• _Task to complete_: Where the data below has the string "InvalidValue", return the whole line.

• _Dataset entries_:
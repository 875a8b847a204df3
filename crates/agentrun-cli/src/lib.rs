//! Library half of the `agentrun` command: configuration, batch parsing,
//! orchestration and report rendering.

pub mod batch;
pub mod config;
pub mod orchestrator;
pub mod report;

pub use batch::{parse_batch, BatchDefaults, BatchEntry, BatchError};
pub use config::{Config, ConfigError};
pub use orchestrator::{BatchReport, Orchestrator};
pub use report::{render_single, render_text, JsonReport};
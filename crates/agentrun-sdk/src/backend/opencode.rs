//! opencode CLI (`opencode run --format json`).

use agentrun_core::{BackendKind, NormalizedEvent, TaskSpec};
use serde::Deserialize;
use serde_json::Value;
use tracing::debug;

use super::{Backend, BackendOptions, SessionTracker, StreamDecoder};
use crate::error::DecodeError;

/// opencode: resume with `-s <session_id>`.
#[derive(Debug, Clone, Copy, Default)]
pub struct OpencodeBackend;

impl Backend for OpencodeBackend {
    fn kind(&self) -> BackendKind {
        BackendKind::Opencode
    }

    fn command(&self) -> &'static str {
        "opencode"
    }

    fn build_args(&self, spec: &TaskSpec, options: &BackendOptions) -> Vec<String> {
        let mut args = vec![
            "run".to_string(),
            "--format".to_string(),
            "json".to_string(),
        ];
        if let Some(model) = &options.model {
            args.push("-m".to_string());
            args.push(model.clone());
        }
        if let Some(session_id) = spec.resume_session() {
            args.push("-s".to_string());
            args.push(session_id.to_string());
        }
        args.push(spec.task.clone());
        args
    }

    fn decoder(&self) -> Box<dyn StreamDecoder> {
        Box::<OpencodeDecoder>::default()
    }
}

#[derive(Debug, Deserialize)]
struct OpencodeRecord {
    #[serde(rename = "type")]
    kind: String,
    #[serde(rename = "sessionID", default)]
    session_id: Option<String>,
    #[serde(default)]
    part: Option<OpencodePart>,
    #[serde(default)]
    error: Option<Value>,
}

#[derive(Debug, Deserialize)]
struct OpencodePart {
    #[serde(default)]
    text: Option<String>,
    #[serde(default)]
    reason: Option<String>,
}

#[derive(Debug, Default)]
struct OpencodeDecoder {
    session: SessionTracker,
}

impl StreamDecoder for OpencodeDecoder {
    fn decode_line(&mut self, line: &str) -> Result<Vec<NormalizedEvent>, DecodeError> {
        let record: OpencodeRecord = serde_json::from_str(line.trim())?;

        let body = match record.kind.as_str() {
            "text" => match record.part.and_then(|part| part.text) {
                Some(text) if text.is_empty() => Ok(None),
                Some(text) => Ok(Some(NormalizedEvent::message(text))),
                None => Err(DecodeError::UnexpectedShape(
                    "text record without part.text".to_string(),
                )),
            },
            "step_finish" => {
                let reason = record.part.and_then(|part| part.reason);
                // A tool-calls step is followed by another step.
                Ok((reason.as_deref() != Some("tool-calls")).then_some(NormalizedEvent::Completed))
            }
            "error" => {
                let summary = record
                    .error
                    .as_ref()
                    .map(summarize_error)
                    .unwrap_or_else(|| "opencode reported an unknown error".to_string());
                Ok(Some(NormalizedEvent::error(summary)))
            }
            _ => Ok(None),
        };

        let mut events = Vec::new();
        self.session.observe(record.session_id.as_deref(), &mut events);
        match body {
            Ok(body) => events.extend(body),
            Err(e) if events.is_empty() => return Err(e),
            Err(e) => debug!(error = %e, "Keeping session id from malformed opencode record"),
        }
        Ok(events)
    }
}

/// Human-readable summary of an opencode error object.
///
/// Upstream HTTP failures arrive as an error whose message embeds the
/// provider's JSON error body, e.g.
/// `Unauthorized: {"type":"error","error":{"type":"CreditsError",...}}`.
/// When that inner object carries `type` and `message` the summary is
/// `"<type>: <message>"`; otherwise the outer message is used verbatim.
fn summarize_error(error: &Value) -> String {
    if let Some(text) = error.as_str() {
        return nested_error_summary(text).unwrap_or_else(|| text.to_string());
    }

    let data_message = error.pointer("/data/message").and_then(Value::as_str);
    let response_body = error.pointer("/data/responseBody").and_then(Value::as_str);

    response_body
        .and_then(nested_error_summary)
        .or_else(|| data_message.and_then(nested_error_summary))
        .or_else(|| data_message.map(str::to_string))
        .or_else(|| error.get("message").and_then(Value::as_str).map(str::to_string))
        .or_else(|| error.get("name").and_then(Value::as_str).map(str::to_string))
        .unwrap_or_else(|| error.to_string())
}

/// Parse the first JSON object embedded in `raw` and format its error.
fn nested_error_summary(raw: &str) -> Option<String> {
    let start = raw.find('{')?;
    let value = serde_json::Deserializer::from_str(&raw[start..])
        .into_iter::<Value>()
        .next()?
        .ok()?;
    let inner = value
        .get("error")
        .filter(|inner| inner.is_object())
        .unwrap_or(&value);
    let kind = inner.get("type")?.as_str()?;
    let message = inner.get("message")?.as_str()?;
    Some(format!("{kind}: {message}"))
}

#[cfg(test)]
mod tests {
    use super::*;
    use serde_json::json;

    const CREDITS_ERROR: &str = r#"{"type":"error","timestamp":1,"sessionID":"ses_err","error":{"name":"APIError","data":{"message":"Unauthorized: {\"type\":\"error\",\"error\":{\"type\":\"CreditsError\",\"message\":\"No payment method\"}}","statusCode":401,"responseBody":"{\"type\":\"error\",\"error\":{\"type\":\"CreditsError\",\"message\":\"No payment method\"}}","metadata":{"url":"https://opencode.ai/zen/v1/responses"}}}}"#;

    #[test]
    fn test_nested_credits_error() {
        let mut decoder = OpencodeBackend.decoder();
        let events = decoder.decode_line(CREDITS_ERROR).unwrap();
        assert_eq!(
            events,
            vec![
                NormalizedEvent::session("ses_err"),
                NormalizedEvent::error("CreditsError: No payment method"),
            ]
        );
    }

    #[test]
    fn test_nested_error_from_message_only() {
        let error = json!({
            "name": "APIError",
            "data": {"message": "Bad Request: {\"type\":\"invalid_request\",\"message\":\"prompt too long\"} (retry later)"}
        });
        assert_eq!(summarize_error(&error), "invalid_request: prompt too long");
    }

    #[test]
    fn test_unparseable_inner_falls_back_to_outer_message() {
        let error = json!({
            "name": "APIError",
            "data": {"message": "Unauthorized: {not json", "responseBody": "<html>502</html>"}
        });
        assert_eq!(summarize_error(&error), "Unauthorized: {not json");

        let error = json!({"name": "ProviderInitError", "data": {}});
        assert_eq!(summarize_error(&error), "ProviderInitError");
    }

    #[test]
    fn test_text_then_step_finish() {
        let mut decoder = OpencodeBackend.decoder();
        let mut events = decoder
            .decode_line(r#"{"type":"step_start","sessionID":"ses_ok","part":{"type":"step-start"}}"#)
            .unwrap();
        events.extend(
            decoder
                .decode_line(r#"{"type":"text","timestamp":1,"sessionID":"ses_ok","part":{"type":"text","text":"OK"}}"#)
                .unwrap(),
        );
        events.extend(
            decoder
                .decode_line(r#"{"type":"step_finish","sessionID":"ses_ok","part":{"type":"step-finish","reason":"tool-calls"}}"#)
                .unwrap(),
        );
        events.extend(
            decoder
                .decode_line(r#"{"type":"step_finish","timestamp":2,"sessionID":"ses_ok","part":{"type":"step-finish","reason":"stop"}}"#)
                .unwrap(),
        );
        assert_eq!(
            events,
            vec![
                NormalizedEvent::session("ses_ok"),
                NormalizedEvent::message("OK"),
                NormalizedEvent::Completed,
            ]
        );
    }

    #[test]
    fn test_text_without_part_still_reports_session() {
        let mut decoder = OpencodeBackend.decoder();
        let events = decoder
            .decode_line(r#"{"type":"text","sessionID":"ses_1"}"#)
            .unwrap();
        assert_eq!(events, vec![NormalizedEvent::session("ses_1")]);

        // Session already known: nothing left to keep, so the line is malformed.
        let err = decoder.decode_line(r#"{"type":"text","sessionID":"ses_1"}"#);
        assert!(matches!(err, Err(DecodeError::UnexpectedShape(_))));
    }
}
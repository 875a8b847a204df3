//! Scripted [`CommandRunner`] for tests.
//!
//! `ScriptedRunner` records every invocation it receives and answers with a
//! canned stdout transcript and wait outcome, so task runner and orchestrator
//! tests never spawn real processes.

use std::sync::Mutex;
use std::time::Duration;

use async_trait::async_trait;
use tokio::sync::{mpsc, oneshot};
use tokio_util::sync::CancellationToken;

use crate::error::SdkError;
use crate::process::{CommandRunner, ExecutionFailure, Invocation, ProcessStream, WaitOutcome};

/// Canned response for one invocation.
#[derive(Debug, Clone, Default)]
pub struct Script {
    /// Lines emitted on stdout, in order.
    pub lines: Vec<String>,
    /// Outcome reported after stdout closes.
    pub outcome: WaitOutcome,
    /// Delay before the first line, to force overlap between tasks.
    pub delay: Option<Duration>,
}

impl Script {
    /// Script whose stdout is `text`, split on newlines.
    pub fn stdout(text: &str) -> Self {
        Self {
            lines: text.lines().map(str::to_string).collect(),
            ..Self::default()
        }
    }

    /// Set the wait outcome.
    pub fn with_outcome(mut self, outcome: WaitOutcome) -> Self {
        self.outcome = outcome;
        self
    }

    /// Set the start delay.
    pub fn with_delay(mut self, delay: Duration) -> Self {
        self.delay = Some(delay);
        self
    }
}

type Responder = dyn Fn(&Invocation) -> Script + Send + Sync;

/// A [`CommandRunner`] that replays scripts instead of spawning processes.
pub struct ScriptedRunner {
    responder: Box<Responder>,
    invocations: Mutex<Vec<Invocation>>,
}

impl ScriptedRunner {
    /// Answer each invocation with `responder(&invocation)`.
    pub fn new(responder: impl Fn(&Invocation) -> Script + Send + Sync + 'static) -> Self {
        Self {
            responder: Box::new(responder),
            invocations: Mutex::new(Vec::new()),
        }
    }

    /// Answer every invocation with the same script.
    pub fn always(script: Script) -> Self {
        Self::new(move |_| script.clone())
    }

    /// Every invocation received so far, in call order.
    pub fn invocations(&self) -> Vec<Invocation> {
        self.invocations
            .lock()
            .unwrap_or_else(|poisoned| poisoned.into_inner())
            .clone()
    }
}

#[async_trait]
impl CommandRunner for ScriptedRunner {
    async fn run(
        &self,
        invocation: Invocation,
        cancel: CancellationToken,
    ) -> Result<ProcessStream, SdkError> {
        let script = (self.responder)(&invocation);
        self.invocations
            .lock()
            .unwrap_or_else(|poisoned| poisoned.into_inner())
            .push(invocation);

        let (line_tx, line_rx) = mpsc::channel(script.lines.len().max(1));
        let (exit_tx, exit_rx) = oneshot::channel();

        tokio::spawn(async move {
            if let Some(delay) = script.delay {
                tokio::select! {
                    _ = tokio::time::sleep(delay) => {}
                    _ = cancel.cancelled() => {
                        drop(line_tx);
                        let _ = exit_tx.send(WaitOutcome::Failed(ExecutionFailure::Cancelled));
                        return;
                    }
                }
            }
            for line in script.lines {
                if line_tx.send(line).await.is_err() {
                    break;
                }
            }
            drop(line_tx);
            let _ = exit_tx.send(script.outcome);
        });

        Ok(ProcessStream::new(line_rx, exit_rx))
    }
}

---

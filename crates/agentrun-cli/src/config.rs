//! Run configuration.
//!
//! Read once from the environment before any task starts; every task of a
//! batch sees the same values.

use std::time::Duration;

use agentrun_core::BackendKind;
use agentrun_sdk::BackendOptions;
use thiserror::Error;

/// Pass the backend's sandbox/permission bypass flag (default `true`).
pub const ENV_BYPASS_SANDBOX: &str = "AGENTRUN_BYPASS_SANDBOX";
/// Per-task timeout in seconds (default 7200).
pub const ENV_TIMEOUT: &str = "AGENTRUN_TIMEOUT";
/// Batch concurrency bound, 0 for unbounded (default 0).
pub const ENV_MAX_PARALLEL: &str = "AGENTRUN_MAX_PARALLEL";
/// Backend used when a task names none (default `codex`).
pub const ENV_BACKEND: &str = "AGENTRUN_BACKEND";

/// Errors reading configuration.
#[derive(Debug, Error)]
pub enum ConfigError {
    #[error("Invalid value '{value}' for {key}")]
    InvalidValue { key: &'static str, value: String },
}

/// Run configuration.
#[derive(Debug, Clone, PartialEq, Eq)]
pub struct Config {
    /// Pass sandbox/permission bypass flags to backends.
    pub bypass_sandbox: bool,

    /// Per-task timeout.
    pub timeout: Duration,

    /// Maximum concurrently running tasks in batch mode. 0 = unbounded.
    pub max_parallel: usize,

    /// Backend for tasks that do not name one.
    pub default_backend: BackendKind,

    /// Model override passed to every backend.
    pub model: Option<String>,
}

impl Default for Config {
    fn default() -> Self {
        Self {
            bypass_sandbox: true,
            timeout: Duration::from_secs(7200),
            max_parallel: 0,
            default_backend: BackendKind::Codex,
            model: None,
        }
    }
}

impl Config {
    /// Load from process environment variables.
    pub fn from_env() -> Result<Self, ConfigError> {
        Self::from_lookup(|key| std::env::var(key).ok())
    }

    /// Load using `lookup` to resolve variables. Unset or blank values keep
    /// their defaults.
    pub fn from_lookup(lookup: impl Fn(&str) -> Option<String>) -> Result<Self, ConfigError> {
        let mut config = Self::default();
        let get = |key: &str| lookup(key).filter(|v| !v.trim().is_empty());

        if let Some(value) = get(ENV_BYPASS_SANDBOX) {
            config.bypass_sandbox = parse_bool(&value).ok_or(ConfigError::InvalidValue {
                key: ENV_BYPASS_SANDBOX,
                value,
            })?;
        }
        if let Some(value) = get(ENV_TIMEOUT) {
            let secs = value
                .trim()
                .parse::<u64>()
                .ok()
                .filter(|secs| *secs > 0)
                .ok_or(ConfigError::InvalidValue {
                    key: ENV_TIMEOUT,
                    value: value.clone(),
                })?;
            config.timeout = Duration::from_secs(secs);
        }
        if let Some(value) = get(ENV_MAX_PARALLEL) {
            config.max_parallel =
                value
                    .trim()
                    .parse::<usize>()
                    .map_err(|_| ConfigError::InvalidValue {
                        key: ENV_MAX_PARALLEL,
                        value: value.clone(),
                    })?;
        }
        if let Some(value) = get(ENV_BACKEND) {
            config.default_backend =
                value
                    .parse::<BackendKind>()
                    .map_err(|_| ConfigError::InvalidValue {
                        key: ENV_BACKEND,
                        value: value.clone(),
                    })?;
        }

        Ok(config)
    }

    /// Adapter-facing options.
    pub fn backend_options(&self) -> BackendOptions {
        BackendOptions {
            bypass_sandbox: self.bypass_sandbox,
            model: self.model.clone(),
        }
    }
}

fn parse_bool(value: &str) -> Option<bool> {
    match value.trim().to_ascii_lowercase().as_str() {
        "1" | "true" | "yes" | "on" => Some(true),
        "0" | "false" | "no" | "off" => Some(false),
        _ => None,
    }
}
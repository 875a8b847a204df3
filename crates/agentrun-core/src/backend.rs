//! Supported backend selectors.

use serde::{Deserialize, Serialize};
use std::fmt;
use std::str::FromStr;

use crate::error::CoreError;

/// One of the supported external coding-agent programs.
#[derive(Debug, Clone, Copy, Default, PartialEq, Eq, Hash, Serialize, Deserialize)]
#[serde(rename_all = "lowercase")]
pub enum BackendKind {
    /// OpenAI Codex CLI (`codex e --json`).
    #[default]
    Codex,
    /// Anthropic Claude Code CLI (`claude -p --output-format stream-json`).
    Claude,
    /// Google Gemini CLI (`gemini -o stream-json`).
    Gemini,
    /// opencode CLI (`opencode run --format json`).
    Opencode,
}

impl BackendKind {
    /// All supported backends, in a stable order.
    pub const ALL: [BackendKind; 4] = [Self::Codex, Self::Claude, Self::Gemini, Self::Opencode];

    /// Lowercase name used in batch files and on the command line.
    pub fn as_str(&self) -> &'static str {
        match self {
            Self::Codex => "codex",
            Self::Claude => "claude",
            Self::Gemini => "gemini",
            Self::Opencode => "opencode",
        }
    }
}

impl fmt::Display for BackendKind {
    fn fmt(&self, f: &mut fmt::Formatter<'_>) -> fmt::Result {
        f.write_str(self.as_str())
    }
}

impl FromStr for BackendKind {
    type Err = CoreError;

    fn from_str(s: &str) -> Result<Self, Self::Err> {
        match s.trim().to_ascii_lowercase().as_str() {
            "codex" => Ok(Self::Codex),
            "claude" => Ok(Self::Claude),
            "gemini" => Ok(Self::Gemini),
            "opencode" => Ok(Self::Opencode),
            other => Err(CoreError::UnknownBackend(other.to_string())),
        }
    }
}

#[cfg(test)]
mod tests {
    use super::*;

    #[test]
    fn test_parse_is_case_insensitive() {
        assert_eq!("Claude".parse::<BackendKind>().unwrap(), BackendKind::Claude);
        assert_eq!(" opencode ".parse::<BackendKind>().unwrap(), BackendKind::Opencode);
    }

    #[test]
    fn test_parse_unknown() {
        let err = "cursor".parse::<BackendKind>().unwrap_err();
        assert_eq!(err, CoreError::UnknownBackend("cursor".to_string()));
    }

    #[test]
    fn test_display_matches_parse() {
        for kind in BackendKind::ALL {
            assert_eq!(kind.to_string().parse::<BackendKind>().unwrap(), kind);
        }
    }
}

...

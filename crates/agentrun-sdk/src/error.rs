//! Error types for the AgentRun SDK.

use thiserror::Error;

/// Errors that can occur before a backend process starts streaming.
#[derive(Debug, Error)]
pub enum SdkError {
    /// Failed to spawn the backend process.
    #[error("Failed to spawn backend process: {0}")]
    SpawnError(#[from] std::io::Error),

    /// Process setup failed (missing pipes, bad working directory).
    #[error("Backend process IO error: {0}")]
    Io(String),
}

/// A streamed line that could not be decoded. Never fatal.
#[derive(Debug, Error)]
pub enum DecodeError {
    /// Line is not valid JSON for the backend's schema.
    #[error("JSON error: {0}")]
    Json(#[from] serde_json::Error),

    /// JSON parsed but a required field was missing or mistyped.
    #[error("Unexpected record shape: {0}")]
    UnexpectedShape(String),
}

• _Result_:
    InvalidValue { key: &'static str, value: String },
            config.bypass_sandbox = parse_bool(&value).ok_or(ConfigError::InvalidValue {
                .ok_or(ConfigError::InvalidValue {
                    .map_err(|_| ConfigError::InvalidValue {
                    .map_err(|_| ConfigError::InvalidValue {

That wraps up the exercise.